◆ EXERCISE DIRECTIONS
Every line below that has the string "BatteryProxy" needs to be copied.

◆ EXTRACTED DATA
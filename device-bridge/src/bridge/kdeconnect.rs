//! KDE Connect Bridge
//!
//! Talks to `kdeconnectd` over the session bus.
//!
//! ## Object Layout
//!
//! - `/modules/kdeconnect` - `org.kde.kdeconnect.daemon` (device list,
//!   `deviceAdded` / `deviceRemoved`)
//! - `/modules/kdeconnect/devices/<id>` - `org.kde.kdeconnect.device`
//! - `/modules/kdeconnect/devices/<id>/battery` - battery plugin
//! - `/modules/kdeconnect/devices/<id>/findmyphone` - find-my-phone plugin
//! - `/modules/kdeconnect/devices/<id>/sms` - SMS plugin
//!
//! Device ids are the bare KDE Connect ids; plugin names such as
//! `kdeconnect_battery` are reported without their `kdeconnect_` prefix.

use super::{BackendKind, BridgeSignal, DeviceBridge, SignalStream};
use crate::device::{
    BatteryState, DeviceClass, DeviceId, GroupPayload, PropertyGroup, StatusFlags,
};
use crate::{BridgeError, Result};
use async_trait::async_trait;
use futures::stream::{self, StreamExt};
use std::collections::HashMap;
use tracing::{debug, info, warn};
use zbus::proxy::CacheProperties;
use zbus::zvariant::OwnedValue;
use zbus::{proxy, Connection, MatchRule, Message, MessageStream};

/// Well-known bus name of kdeconnectd
pub const BUS_NAME: &str = "org.kde.kdeconnect";

/// Object path of the daemon interface
pub const DAEMON_PATH: &str = "/modules/kdeconnect";

const DEVICES_PREFIX: &str = "/modules/kdeconnect/devices/";
const DAEMON_INTERFACE: &str = "org.kde.kdeconnect.daemon";
const DEVICE_INTERFACE: &str = "org.kde.kdeconnect.device";
const BATTERY_INTERFACE: &str = "org.kde.kdeconnect.device.battery";
const PROPERTIES_INTERFACE: &str = "org.freedesktop.DBus.Properties";
const PLUGIN_PREFIX: &str = "kdeconnect_";

#[proxy(
    interface = "org.kde.kdeconnect.daemon",
    default_service = "org.kde.kdeconnect",
    default_path = "/modules/kdeconnect",
    gen_blocking = false
)]
trait Daemon {
    /// List device ids
    #[zbus(name = "devices")]
    async fn devices(&self, only_reachable: bool, only_paired: bool) -> zbus::Result<Vec<String>>;
}

#[proxy(
    interface = "org.kde.kdeconnect.device",
    default_service = "org.kde.kdeconnect",
    gen_blocking = false
)]
trait RemoteDevice {
    #[zbus(property, name = "name")]
    fn name(&self) -> zbus::Result<String>;

    #[zbus(property, name = "type")]
    fn device_type(&self) -> zbus::Result<String>;

    #[zbus(property, name = "isReachable")]
    fn is_reachable(&self) -> zbus::Result<bool>;

    #[zbus(property, name = "isTrusted")]
    fn is_trusted(&self) -> zbus::Result<bool>;

    #[zbus(property, name = "supportedPlugins")]
    fn supported_plugins(&self) -> zbus::Result<Vec<String>>;

    #[zbus(name = "requestPairing")]
    async fn request_pairing(&self) -> zbus::Result<()>;

    #[zbus(name = "unpair")]
    async fn unpair(&self) -> zbus::Result<()>;
}

#[proxy(
    interface = "org.kde.kdeconnect.device.battery",
    default_service = "org.kde.kdeconnect",
    gen_blocking = false
)]
trait Battery {
    #[zbus(property, name = "charge")]
    fn charge(&self) -> zbus::Result<i32>;

    #[zbus(property, name = "isCharging")]
    fn is_charging(&self) -> zbus::Result<bool>;
}

#[proxy(
    interface = "org.kde.kdeconnect.device.findmyphone",
    default_service = "org.kde.kdeconnect",
    gen_blocking = false
)]
trait FindMyPhone {
    #[zbus(name = "ring")]
    async fn ring(&self) -> zbus::Result<()>;
}

#[proxy(
    interface = "org.kde.kdeconnect.device.sms",
    default_service = "org.kde.kdeconnect",
    gen_blocking = false
)]
trait Sms {
    #[zbus(name = "launchApp")]
    async fn launch_app(&self) -> zbus::Result<()>;
}

/// KDE Connect implementation of `DeviceBridge`
pub struct KdeConnectBridge {
    connection: Connection,
    owner: String,
}

impl KdeConnectBridge {
    pub fn new(connection: Connection, owner: String) -> Self {
        Self { connection, owner }
    }

    fn device_path(device_id: &str, plugin: Option<&str>) -> String {
        match plugin {
            Some(plugin) => format!("{}{}/{}", DEVICES_PREFIX, device_id, plugin),
            None => format!("{}{}", DEVICES_PREFIX, device_id),
        }
    }

    async fn device(&self, device_id: &str) -> zbus::Result<RemoteDeviceProxy<'static>> {
        RemoteDeviceProxy::builder(&self.connection)
            .destination(self.owner.clone())?
            .path(Self::device_path(device_id, None))?
            .cache_properties(CacheProperties::No)
            .build()
            .await
    }

    async fn battery(&self, device_id: &str) -> zbus::Result<BatteryProxy<'static>> {
        BatteryProxy::builder(&self.connection)
            .destination(self.owner.clone())?
            .path(Self::device_path(device_id, Some("battery")))?
            .cache_properties(CacheProperties::No)
            .build()
            .await
    }

    async fn read_identity(&self, device_id: &str) -> zbus::Result<GroupPayload> {
        let device = self.device(device_id).await?;
        Ok(GroupPayload::Identity {
            name: device.name().await?,
            class: DeviceClass::from_backend(&device.device_type().await?),
        })
    }

    async fn read_status(&self, device_id: &str) -> zbus::Result<GroupPayload> {
        let device = self.device(device_id).await?;
        let trusted = device.is_trusted().await?;
        Ok(GroupPayload::Status(StatusFlags {
            active: device.is_reachable().await?,
            trusted,
            // KDE Connect has no separate pairing or allow-list state
            paired: trusted,
            allowed: true,
        }))
    }

    async fn read_plugins(&self, device_id: &str) -> zbus::Result<GroupPayload> {
        let device = self.device(device_id).await?;
        let plugins = device.supported_plugins().await?;
        Ok(GroupPayload::Plugins(canonical_plugins(&plugins)))
    }

    async fn read_battery(&self, device_id: &str) -> Result<GroupPayload> {
        let battery = self.battery(device_id).await?;
        let charge = battery
            .charge()
            .await
            .map_err(|e| super::read_error(device_id, PropertyGroup::Battery, e))?;
        let charging = battery
            .is_charging()
            .await
            .map_err(|e| super::read_error(device_id, PropertyGroup::Battery, e))?;

        BatteryState::from_raw(charge.into(), charging)
            .map(GroupPayload::Battery)
            .ok_or_else(|| {
                BridgeError::malformed(
                    device_id,
                    PropertyGroup::Battery,
                    format!("charge {} out of range", charge),
                )
            })
    }
}

#[async_trait]
impl DeviceBridge for KdeConnectBridge {
    fn kind(&self) -> BackendKind {
        BackendKind::KdeConnect
    }

    async fn subscribe(&self) -> Result<SignalStream> {
        let rule = MatchRule::builder()
            .msg_type(zbus::message::Type::Signal)
            .sender(self.owner.as_str())?
            .path_namespace(DAEMON_PATH)?
            .build();

        let messages = MessageStream::for_match_rule(rule, &self.connection, None).await?;
        info!("Subscribed to KDE Connect signals from {}", self.owner);

        let signals = messages
            .filter_map(|message| async move {
                match message {
                    Ok(message) => Some(message),
                    Err(e) => {
                        warn!("KDE Connect signal stream error: {}", e);
                        None
                    }
                }
            })
            .flat_map(|message| stream::iter(classify_message(&message)));

        Ok(signals.boxed())
    }

    async fn list_devices(&self) -> Result<Vec<DeviceId>> {
        let daemon = DaemonProxy::builder(&self.connection)
            .destination(self.owner.clone())?
            .build()
            .await?;
        let devices = daemon.devices(false, false).await?;
        debug!("KDE Connect lists {} devices", devices.len());
        Ok(devices)
    }

    async fn read_group(&self, device_id: &str, group: PropertyGroup) -> Result<GroupPayload> {
        match group {
            PropertyGroup::Identity => self
                .read_identity(device_id)
                .await
                .map_err(|e| super::read_error(device_id, group, e)),
            PropertyGroup::Status => self
                .read_status(device_id)
                .await
                .map_err(|e| super::read_error(device_id, group, e)),
            PropertyGroup::Plugins => self
                .read_plugins(device_id)
                .await
                .map_err(|e| super::read_error(device_id, group, e)),
            PropertyGroup::Battery => self.read_battery(device_id).await,
        }
    }

    async fn request_trust(&self, device_id: &str) -> Result<()> {
        let device = self
            .device(device_id)
            .await
            .map_err(|e| BridgeError::command_failed("request_trust", device_id, e))?;
        device
            .request_pairing()
            .await
            .map_err(|e| BridgeError::command_failed("request_trust", device_id, e))
    }

    async fn revoke_trust(&self, device_id: &str) -> Result<()> {
        let device = self
            .device(device_id)
            .await
            .map_err(|e| BridgeError::command_failed("revoke_trust", device_id, e))?;
        device
            .unpair()
            .await
            .map_err(|e| BridgeError::command_failed("revoke_trust", device_id, e))
    }

    async fn find_device(&self, device_id: &str) -> Result<()> {
        let plugin = FindMyPhoneProxy::builder(&self.connection)
            .destination(self.owner.clone())
            .and_then(|b| b.path(Self::device_path(device_id, Some("findmyphone"))))
            .map_err(|e| BridgeError::command_failed("find_device", device_id, e))?
            .build()
            .await
            .map_err(|e| BridgeError::command_failed("find_device", device_id, e))?;
        plugin
            .ring()
            .await
            .map_err(|e| BridgeError::command_failed("find_device", device_id, e))
    }

    async fn send_message(&self, device_id: &str, recipient_hint: &str) -> Result<()> {
        // The KDE Connect composer picks the recipient itself
        debug!(
            "Opening KDE Connect SMS composer for {} (hint: {:?})",
            device_id, recipient_hint
        );
        let plugin = SmsProxy::builder(&self.connection)
            .destination(self.owner.clone())
            .and_then(|b| b.path(Self::device_path(device_id, Some("sms"))))
            .map_err(|e| BridgeError::command_failed("send_message", device_id, e))?
            .build()
            .await
            .map_err(|e| BridgeError::command_failed("send_message", device_id, e))?;
        plugin
            .launch_app()
            .await
            .map_err(|e| BridgeError::command_failed("send_message", device_id, e))
    }
}

/// Strip the `kdeconnect_` prefix from plugin ids
fn canonical_plugins(plugins: &[String]) -> Vec<String> {
    let mut names: Vec<String> = plugins
        .iter()
        .map(|plugin| plugin.strip_prefix(PLUGIN_PREFIX).unwrap_or(plugin).to_string())
        .collect();
    names.sort();
    names.dedup();
    names
}

/// Split `/modules/kdeconnect/devices/<id>[/<plugin>]`
fn split_device_path(path: &str) -> Option<(&str, Option<&str>)> {
    let rest = path.strip_prefix(DEVICES_PREFIX)?;
    let mut parts = rest.splitn(2, '/');
    let id = parts.next().filter(|id| !id.is_empty())?;
    Some((id, parts.next()))
}

/// Groups affected by a device-level custom signal
fn device_signal_group(interface: &str, member: &str) -> Option<PropertyGroup> {
    match (interface, member) {
        (DEVICE_INTERFACE, "nameChanged" | "typeChanged") => Some(PropertyGroup::Identity),
        (DEVICE_INTERFACE, "reachableChanged" | "trustedChanged" | "pairStateChanged") => {
            Some(PropertyGroup::Status)
        }
        (DEVICE_INTERFACE, "pluginsChanged") => Some(PropertyGroup::Plugins),
        (BATTERY_INTERFACE, "refreshed" | "stateChanged" | "chargeChanged") => {
            Some(PropertyGroup::Battery)
        }
        _ => None,
    }
}

/// Groups affected by a `PropertiesChanged` on the given interface
fn changed_property_groups(interface: &str, properties: &[&str]) -> Vec<PropertyGroup> {
    let mut groups = Vec::new();
    for property in properties {
        let group = match (interface, *property) {
            (DEVICE_INTERFACE, "name" | "type") => PropertyGroup::Identity,
            (DEVICE_INTERFACE, "isReachable" | "isTrusted") => PropertyGroup::Status,
            (DEVICE_INTERFACE, "supportedPlugins") => PropertyGroup::Plugins,
            (BATTERY_INTERFACE, _) => PropertyGroup::Battery,
            _ => continue,
        };
        if !groups.contains(&group) {
            groups.push(group);
        }
    }
    groups
}

fn classify_message(message: &Message) -> Vec<BridgeSignal> {
    let header = message.header();
    let (Some(path), Some(interface), Some(member)) =
        (header.path(), header.interface(), header.member())
    else {
        return Vec::new();
    };
    let (path, interface, member) = (path.as_str(), interface.as_str(), member.as_str());

    if path == DAEMON_PATH && interface == DAEMON_INTERFACE {
        let device_id = match message.body().deserialize::<String>() {
            Ok(id) => id,
            Err(e) => {
                warn!("Malformed {} signal: {}", member, e);
                return Vec::new();
            }
        };
        return match member {
            "deviceAdded" => vec![BridgeSignal::DeviceAdded(device_id)],
            "deviceRemoved" => vec![BridgeSignal::DeviceRemoved(device_id)],
            _ => Vec::new(),
        };
    }

    let Some((device_id, _plugin)) = split_device_path(path) else {
        return Vec::new();
    };

    if interface == PROPERTIES_INTERFACE && member == "PropertiesChanged" {
        let (changed_interface, changed, invalidated) = match message
            .body()
            .deserialize::<(String, HashMap<String, OwnedValue>, Vec<String>)>()
        {
            Ok(body) => body,
            Err(e) => {
                warn!("Malformed PropertiesChanged from {}: {}", path, e);
                return Vec::new();
            }
        };
        let names: Vec<&str> = changed
            .keys()
            .map(String::as_str)
            .chain(invalidated.iter().map(String::as_str))
            .collect();
        return changed_property_groups(&changed_interface, &names)
            .into_iter()
            .map(|group| BridgeSignal::PropertyChanged {
                device_id: device_id.to_string(),
                group,
                payload: None,
            })
            .collect();
    }

    let Some(group) = device_signal_group(interface, member) else {
        return Vec::new();
    };

    // `refreshed(isCharging, charge)` carries the new reading
    let payload = if interface == BATTERY_INTERFACE && member == "refreshed" {
        message
            .body()
            .deserialize::<(bool, i32)>()
            .ok()
            .and_then(|(charging, charge)| BatteryState::from_raw(charge.into(), charging))
            .map(GroupPayload::Battery)
    } else {
        None
    };

    vec![BridgeSignal::PropertyChanged {
        device_id: device_id.to_string(),
        group,
        payload,
    }]
}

◆ SOLVED PROBLEM
    async fn battery(&self, device_id: &str) -> zbus::Result<BatteryProxy<'static>> {
        BatteryProxy::builder(&self.connection)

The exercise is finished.